- _Exercise directions_:
Go through the data below. Pull out every line that has the word "Some".

Data items
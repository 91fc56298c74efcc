use gravity::error::GravityError;
use polars::error::PolarsError;

#[derive(thiserror::Error, Debug)]
pub enum GravityCliError {
    #[error("Anyhow error")]
    Anyhow(#[from] anyhow::Error),
    #[error("gravity error")]
    Gravity(#[from] GravityError),
    #[error("polars error")]
    Polars(#[from] PolarsError),
    #[error("std IO error")]
    Io(#[from] std::io::Error),
}

pub type GravityCliResult<T> = Result<T, GravityCliError>;
//! Error types.
//!
//! Fatal load conditions are distinguishable by variant so a missing file is
//! never reported as a parse failure. Row-level problems (cells that fail
//! numeric coercion) are not errors at all; they become nulls and are dropped
//! at the owning stage.

use std::path::PathBuf;

#[derive(thiserror::Error, Debug)]
pub enum GravityError {
    #[error("input file not found: '{}'", .0.display())]
    MissingInput(PathBuf),
    #[error("could not parse '{}' with any known separator/encoding combination", .0.display())]
    Unparseable(PathBuf),
    #[error("required columns [{}] missing from '{}'", .columns.join(", "), .path.display())]
    MissingColumns {
        path: PathBuf,
        columns: Vec<String>,
    },
    #[error("could not read columnar file '{}': {source}", .path.display())]
    Columnar {
        path: PathBuf,
        source: polars::error::PolarsError,
    },
    #[error("no long-format input provided the required series columns")]
    NoSeriesInput,
    #[error("wrapped polars error: {0}")]
    Polars(#[from] polars::error::PolarsError),
    #[error("wrapped IO error: {0}")]
    Io(#[from] std::io::Error),
    #[error("wrapped anyhow error: {0}")]
    Anyhow(#[from] anyhow::Error),
}
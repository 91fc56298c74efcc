//! Resilient reading of delimited text files with uncertain separator,
//! encoding and header placement.
//!
//! Every cell is left string-typed (`infer_schema_length = 0`); numeric
//! coercion is deferred to the callers, which know which columns are keys and
//! which are values.

use std::collections::HashSet;
use std::path::Path;

use log::debug;
use polars::prelude::*;

use crate::error::GravityError;

/// One (separator, encoding, header offset) parse attempt.
#[derive(Debug, Clone, Copy)]
pub struct ParseCandidate {
    pub separator: u8,
    pub encoding: CsvEncoding,
    pub skip_rows: usize,
}

/// Candidates in priority order: comma before semicolon, strict UTF-8 before
/// lossy decoding (the latin1 fallback), no leading title row before one.
pub fn default_candidates() -> Vec<ParseCandidate> {
    let mut candidates = Vec::new();
    for separator in [b',', b';'] {
        for encoding in [CsvEncoding::Utf8, CsvEncoding::LossyUtf8] {
            for skip_rows in [0, 1] {
                candidates.push(ParseCandidate {
                    separator,
                    encoding,
                    skip_rows,
                });
            }
        }
    }
    candidates
}

fn read_with(path: &Path, candidate: &ParseCandidate) -> PolarsResult<DataFrame> {
    CsvReadOptions::default()
        .with_has_header(true)
        .with_skip_rows(candidate.skip_rows)
        .with_infer_schema_length(Some(0))
        .with_parse_options(
            CsvParseOptions::default()
                .with_separator(candidate.separator)
                .with_encoding(candidate.encoding),
        )
        .try_into_reader_with_file_path(Some(path.to_path_buf()))?
        .finish()
}

/// Read a delimited text file, trying each candidate in turn and returning
/// the first viable parse. A parse is only viable if it yields at least two
/// columns: a mismatched separator still "parses" as a single junk column and
/// must fall through to the next candidate.
pub fn read_delimited(path: &Path) -> Result<DataFrame, GravityError> {
    if !path.exists() {
        return Err(GravityError::MissingInput(path.to_path_buf()));
    }
    for candidate in default_candidates() {
        match read_with(path, &candidate) {
            Ok(df) if df.width() >= 2 => {
                debug!(
                    "Parsed '{}' with separator {:?}, encoding {:?}, {} skipped row(s)",
                    path.display(),
                    char::from(candidate.separator),
                    candidate.encoding,
                    candidate.skip_rows
                );
                return Ok(df);
            }
            Ok(_) => debug!(
                "Rejecting single-column parse of '{}' with separator {:?}",
                path.display(),
                char::from(candidate.separator)
            ),
            Err(e) => debug!(
                "Candidate {:?} failed for '{}': {e}",
                candidate,
                path.display()
            ),
        }
    }
    Err(GravityError::Unparseable(path.to_path_buf()))
}

/// Read a well-formed comma-separated file with a standard header row.
pub fn read_simple_csv(path: &Path) -> Result<DataFrame, GravityError> {
    if !path.exists() {
        return Err(GravityError::MissingInput(path.to_path_buf()));
    }
    let candidate = ParseCandidate {
        separator: b',',
        encoding: CsvEncoding::Utf8,
        skip_rows: 0,
    };
    Ok(read_with(path, &candidate)?)
}

/// Check that every required column is present, or fail with the missing
/// names and the offending path.
pub fn ensure_columns(
    df: &DataFrame,
    required: &[&str],
    path: &Path,
) -> Result<(), GravityError> {
    let present: HashSet<&str> = df.get_column_names().into_iter().collect();
    let missing: Vec<String> = required
        .iter()
        .filter(|name| !present.contains(**name))
        .map(|name| name.to_string())
        .collect();
    if missing.is_empty() {
        Ok(())
    } else {
        Err(GravityError::MissingColumns {
            path: path.to_path_buf(),
            columns: missing,
        })
    }
}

- _Exercise response_:
        .with_infer_schema_length(Some(0))
        .try_into_reader_with_file_path(Some(path.to_path_buf()))?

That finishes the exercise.